All details of the Earth Fest activities can be found on the event website. A few key highlights include:
- Over 40 local and regional vendors offering information and/or sustainable products in categories like sustainable lawn care, renewable energy and waste reduction efforts.
- Workshops on topics like climate change, forest management, home garden/yard sustainability, biodiversity and area energy rebate programs aimed at reduction of environmental impact from personal energy use.
- A clothing swap.
- A Repair Fair hosted by McIntyre Library’s Makerspace.
- Bike collection for the UW-Eau Claire Bikeshare program.
- Field trips by bus to area locations conducting high-profile sustainability initiatives.
- A student sustainability research poster contest.
Strehlow emphasizes that planning for the event has been largely driven by Blugold students, and the day’s events and activities will give students tremendous opportunities to not only demonstrate their attention to sustainability, but their depth of knowledge as well.

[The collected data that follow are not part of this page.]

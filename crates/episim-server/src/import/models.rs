//! Data types produced and reported by the import pipeline

use chrono::NaiveDate;
use serde::Serialize;
use std::collections::BTreeMap;
use uuid::Uuid;

/// One flattened simulation result row, ready for insertion.
///
/// Produced per (day, node, group, compartment) quadruple of a percentile's
/// time series; `scenario_id` is supplied at commit time.
#[derive(Debug, Clone, PartialEq)]
pub struct NewDatapoint {
    pub day: NaiveDate,
    pub node_id: Uuid,
    pub group_id: Uuid,
    pub compartment_id: Uuid,
    pub percentile: i32,
    pub value: f64,
}

/// Summary returned to the caller after a successful import.
#[derive(Debug, Clone, Serialize)]
pub struct ImportOutcome {
    pub scenario_id: Uuid,
    pub datapoints_stored: usize,
    pub percentiles: Vec<u8>,
}

/// Validation failure category for a percentile extraction.
#[derive(Debug, Clone, Copy, PartialEq, Eq, Serialize)]
#[serde(rename_all = "snake_case")]
pub enum FailureKind {
    UnknownNodes,
    UnknownGroups,
    UnknownCompartments,
    DayCountMismatch,
    UnreadableFile,
}

impl std::fmt::Display for FailureKind {
    fn fmt(&self, f: &mut std::fmt::Formatter<'_>) -> std::fmt::Result {
        let label = match self {
            FailureKind::UnknownNodes => "unknown nodes",
            FailureKind::UnknownGroups => "unknown groups",
            FailureKind::UnknownCompartments => "unknown compartments",
            FailureKind::DayCountMismatch => "day count mismatch",
            FailureKind::UnreadableFile => "unreadable file",
        };
        f.write_str(label)
    }
}

/// Structured failure of one percentile's extraction.
///
/// Returned as a value from the extraction task; never raised across the
/// task boundary. Carries everything the caller needs to report the problem
/// without re-opening any file.
#[derive(Debug, Clone, Serialize)]
pub struct PercentileFailure {
    pub percentile: u8,
    pub kind: FailureKind,
    pub detail: String,
}

impl PercentileFailure {
    pub fn new(percentile: u8, kind: FailureKind, detail: impl Into<String>) -> Self {
        Self {
            percentile,
            kind,
            detail: detail.into(),
        }
    }
}

impl std::fmt::Display for PercentileFailure {
    fn fmt(&self, f: &mut std::fmt::Formatter<'_>) -> std::fmt::Result {
        write!(f, "p{}: {}: {}", self.percentile, self.kind, self.detail)
    }
}

/// Union of all percentile failures of one import attempt.
#[derive(Debug, Clone, Default, Serialize)]
pub struct ImportFailureReport {
    pub failures: Vec<PercentileFailure>,
}

impl ImportFailureReport {
    /// Failure descriptions keyed by percentile, for the error payload.
    pub fn by_percentile(&self) -> BTreeMap<u8, Vec<String>> {
        let mut map: BTreeMap<u8, Vec<String>> = BTreeMap::new();
        for failure in &self.failures {
            map.entry(failure.percentile)
                .or_default()
                .push(format!("{}: {}", failure.kind, failure.detail));
        }
        map
    }
}

#[cfg(test)]
mod tests {
    use super::*;

    #[test]
    fn test_report_groups_by_percentile() {
        let report = ImportFailureReport {
            failures: vec![
                PercentileFailure::new(50, FailureKind::UnknownNodes, "codes 99999"),
                PercentileFailure::new(50, FailureKind::DayCountMismatch, "expected 10, got 9"),
                PercentileFailure::new(25, FailureKind::UnknownGroups, "groups total"),
            ],
        };

        let by_percentile = report.by_percentile();
        assert_eq!(by_percentile.len(), 2);
        assert_eq!(by_percentile[&50].len(), 2);
        assert_eq!(by_percentile[&25].len(), 1);
        assert!(by_percentile[&25][0].contains("unknown groups"));
    }
}
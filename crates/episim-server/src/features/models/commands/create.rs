//! Create model command
//!
//! Inserts the model and its group/compartment/parameter memberships in one
//! transaction; a reference to an unknown catalog entity rolls the whole
//! creation back.

use mediator::Request;
use serde::{Deserialize, Serialize};
use sqlx::{PgPool, Postgres, Transaction};
use uuid::Uuid;

use crate::db;
use crate::features::shared::validation::{validate_name, NameValidationError};

#[derive(Debug, Clone, Serialize, Deserialize)]
pub struct CreateModelCommand {
    pub name: String,
    #[serde(skip_serializing_if = "Option::is_none")]
    pub description: Option<String>,
    pub group_ids: Vec<Uuid>,
    pub compartment_ids: Vec<Uuid>,
    #[serde(default)]
    pub parameter_ids: Vec<Uuid>,
}

#[derive(Debug, Clone, Serialize, Deserialize)]
pub struct CreateModelResponse {
    pub id: Uuid,
}

#[derive(Debug, thiserror::Error)]
pub enum CreateModelError {
    #[error(transparent)]
    Name(#[from] NameValidationError),
    #[error("Model must reference at least one group")]
    GroupsRequired,
    #[error("Model must reference at least one compartment")]
    CompartmentsRequired,
    #[error("Model references an unknown {0}")]
    UnknownReference(&'static str),
    #[error("Database error: {0}")]
    Database(#[from] sqlx::Error),
}

impl Request<Result<CreateModelResponse, CreateModelError>> for CreateModelCommand {}

impl crate::cqrs::middleware::Command for CreateModelCommand {}

impl CreateModelCommand {
    pub fn validate(&self) -> Result<(), CreateModelError> {
        validate_name(&self.name, 255)?;
        if self.group_ids.is_empty() {
            return Err(CreateModelError::GroupsRequired);
        }
        if self.compartment_ids.is_empty() {
            return Err(CreateModelError::CompartmentsRequired);
        }
        Ok(())
    }
}

async fn link_members(
    tx: &mut Transaction<'_, Postgres>,
    statement: &str,
    model_id: Uuid,
    member_ids: &[Uuid],
    kind: &'static str,
) -> Result<(), CreateModelError> {
    for member_id in member_ids {
        sqlx::query(statement)
            .bind(model_id)
            .bind(member_id)
            .execute(&mut **tx)
            .await
            .map_err(|e| {
                if db::is_foreign_key_violation(&e) {
                    CreateModelError::UnknownReference(kind)
                } else {
                    CreateModelError::Database(e)
                }
            })?;
    }
    Ok(())
}

#[tracing::instrument(skip(pool, command), fields(name = %command.name))]
pub async fn handle(
    pool: PgPool,
    command: CreateModelCommand,
) -> Result<CreateModelResponse, CreateModelError> {
    command.validate()?;

    let mut tx = pool.begin().await?;

    let id = sqlx::query_scalar::<_, Uuid>(
        "INSERT INTO models (name, description) VALUES ($1, $2) RETURNING id",
    )
    .bind(&command.name)
    .bind(&command.description)
    .fetch_one(&mut *tx)
    .await?;

    link_members(
        &mut tx,
        "INSERT INTO model_groups (model_id, group_id) VALUES ($1, $2)",
        id,
        &command.group_ids,
        "group",
    )
    .await?;
    link_members(
        &mut tx,
        "INSERT INTO model_compartments (model_id, compartment_id) VALUES ($1, $2)",
        id,
        &command.compartment_ids,
        "compartment",
    )
    .await?;
    link_members(
        &mut tx,
        "INSERT INTO model_parameters (model_id, parameter_id) VALUES ($1, $2)",
        id,
        &command.parameter_ids,
        "parameter definition",
    )
    .await?;

    tx.commit().await?;

    tracing::info!(
        model_id = %id,
        groups = command.group_ids.len(),
        compartments = command.compartment_ids.len(),
        "Model created"
    );

    Ok(CreateModelResponse { id })
}

#[cfg(test)]
mod tests {
    use super::*;

    fn base_command() -> CreateModelCommand {
        CreateModelCommand {
            name: "secihurd".to_string(),
            description: None,
            group_ids: vec![Uuid::new_v4()],
            compartment_ids: vec![Uuid::new_v4()],
            parameter_ids: vec![],
        }
    }

    #[test]
    fn test_validation_success() {
        assert!(base_command().validate().is_ok());
    }

    #[test]
    fn test_validation_requires_groups() {
        let mut cmd = base_command();
        cmd.group_ids.clear();
        assert!(matches!(
            cmd.validate(),
            Err(CreateModelError::GroupsRequired)
        ));
    }

    #[test]
    fn test_validation_requires_compartments() {
        let mut cmd = base_command();
        cmd.compartment_ids.clear();
        assert!(matches!(
            cmd.validate(),
            Err(CreateModelError::CompartmentsRequired)
        ));
    }
}
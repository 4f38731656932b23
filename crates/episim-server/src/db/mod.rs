//! Database pool construction and database errors

use sqlx::postgres::{PgPool, PgPoolOptions};
use std::time::Duration;
use thiserror::Error;

use crate::config::DatabaseConfig;

/// Database operation errors with contextual information
#[derive(Error, Debug)]
pub enum DbError {
    /// SQL query or connection error
    #[error("Database query failed: {0}")]
    Sqlx(#[from] sqlx::Error),

    /// Database configuration is invalid or missing
    #[error("Database configuration error: {0}. Check DATABASE_URL and connection settings.")]
    Config(String),

    /// Requested record does not exist
    #[error("{0}")]
    NotFound(String),

    /// Record already exists (unique constraint violation)
    #[error("{0}")]
    Duplicate(String),
}

impl DbError {
    /// Create a not found error with resource context
    pub fn not_found(resource_type: &str, identifier: &str) -> Self {
        Self::NotFound(format!("{} '{}' not found", resource_type, identifier))
    }

    /// Create a duplicate error with resource context
    pub fn duplicate(resource_type: &str, identifier: &str) -> Self {
        Self::Duplicate(format!("{} '{}' already exists", resource_type, identifier))
    }
}

pub type DbResult<T> = Result<T, DbError>;

/// Build the PostgreSQL connection pool from configuration.
pub async fn create_pool(config: &DatabaseConfig) -> DbResult<PgPool> {
    let pool = PgPoolOptions::new()
        .max_connections(config.max_connections)
        .min_connections(config.min_connections)
        .acquire_timeout(Duration::from_secs(config.connect_timeout_secs))
        .idle_timeout(Duration::from_secs(config.idle_timeout_secs))
        .connect(&config.url)
        .await?;

    Ok(pool)
}

/// True when the given sqlx error is a unique-constraint violation.
pub fn is_unique_violation(err: &sqlx::Error) -> bool {
    matches!(
        err,
        sqlx::Error::Database(db_err) if db_err.code().as_deref() == Some("23505")
    )
}

/// True when the given sqlx error is a foreign-key violation.
pub fn is_foreign_key_violation(err: &sqlx::Error) -> bool {
    matches!(
        err,
        sqlx::Error::Database(db_err) if db_err.code().as_deref() == Some("23503")
    )
}
use mediator::Request;
use serde::{Deserialize, Serialize};
use sqlx::PgPool;
use uuid::Uuid;

use crate::db;

#[derive(Debug, Clone, Serialize, Deserialize)]
pub struct DeleteNodeCommand {
    pub id: Uuid,
}

#[derive(Debug, Clone, Serialize, Deserialize)]
pub struct DeleteNodeResponse {
    pub id: Uuid,
}

#[derive(Debug, thiserror::Error)]
pub enum DeleteNodeError {
    #[error("Node '{0}' not found")]
    NotFound(Uuid),
    #[error("Node '{0}' is a member of a node list and cannot be deleted")]
    InUse(Uuid),
    #[error("Database error: {0}")]
    Database(#[from] sqlx::Error),
}

impl Request<Result<DeleteNodeResponse, DeleteNodeError>> for DeleteNodeCommand {}

impl crate::cqrs::middleware::Command for DeleteNodeCommand {}

#[tracing::instrument(skip(pool), fields(node_id = %command.id))]
pub async fn handle(
    pool: PgPool,
    command: DeleteNodeCommand,
) -> Result<DeleteNodeResponse, DeleteNodeError> {
    let result = sqlx::query("DELETE FROM nodes WHERE id = $1")
        .bind(command.id)
        .execute(&pool)
        .await
        .map_err(|e| {
            if db::is_foreign_key_violation(&e) {
                DeleteNodeError::InUse(command.id)
            } else {
                DeleteNodeError::Database(e)
            }
        })?;

    if result.rows_affected() == 0 {
        return Err(DeleteNodeError::NotFound(command.id));
    }

    Ok(DeleteNodeResponse { id: command.id })
}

“The student research poster contest is especially exciting,” Strehlow says. “Students will be invited to share their findings on topics such as textile waste, reduction of methane gases from grazing steer, biodiversity and many more,” she says. “We are offering an impressive $1,500 prize for the best poster, to be voted on by all attendees.”
Strehlow says that students have been involved in every element of planning and promoting Earth Fest, including graphic art students designing all promotional and informational materials for the day.
Student Emma Herfel serves as event coordinator for the Student Office of Sustainability, and she says the day will be “full of opportunities for students to volunteer or represent their various student organizations.” She says that time spent on the event can help fulfill specific graduation requirements as well.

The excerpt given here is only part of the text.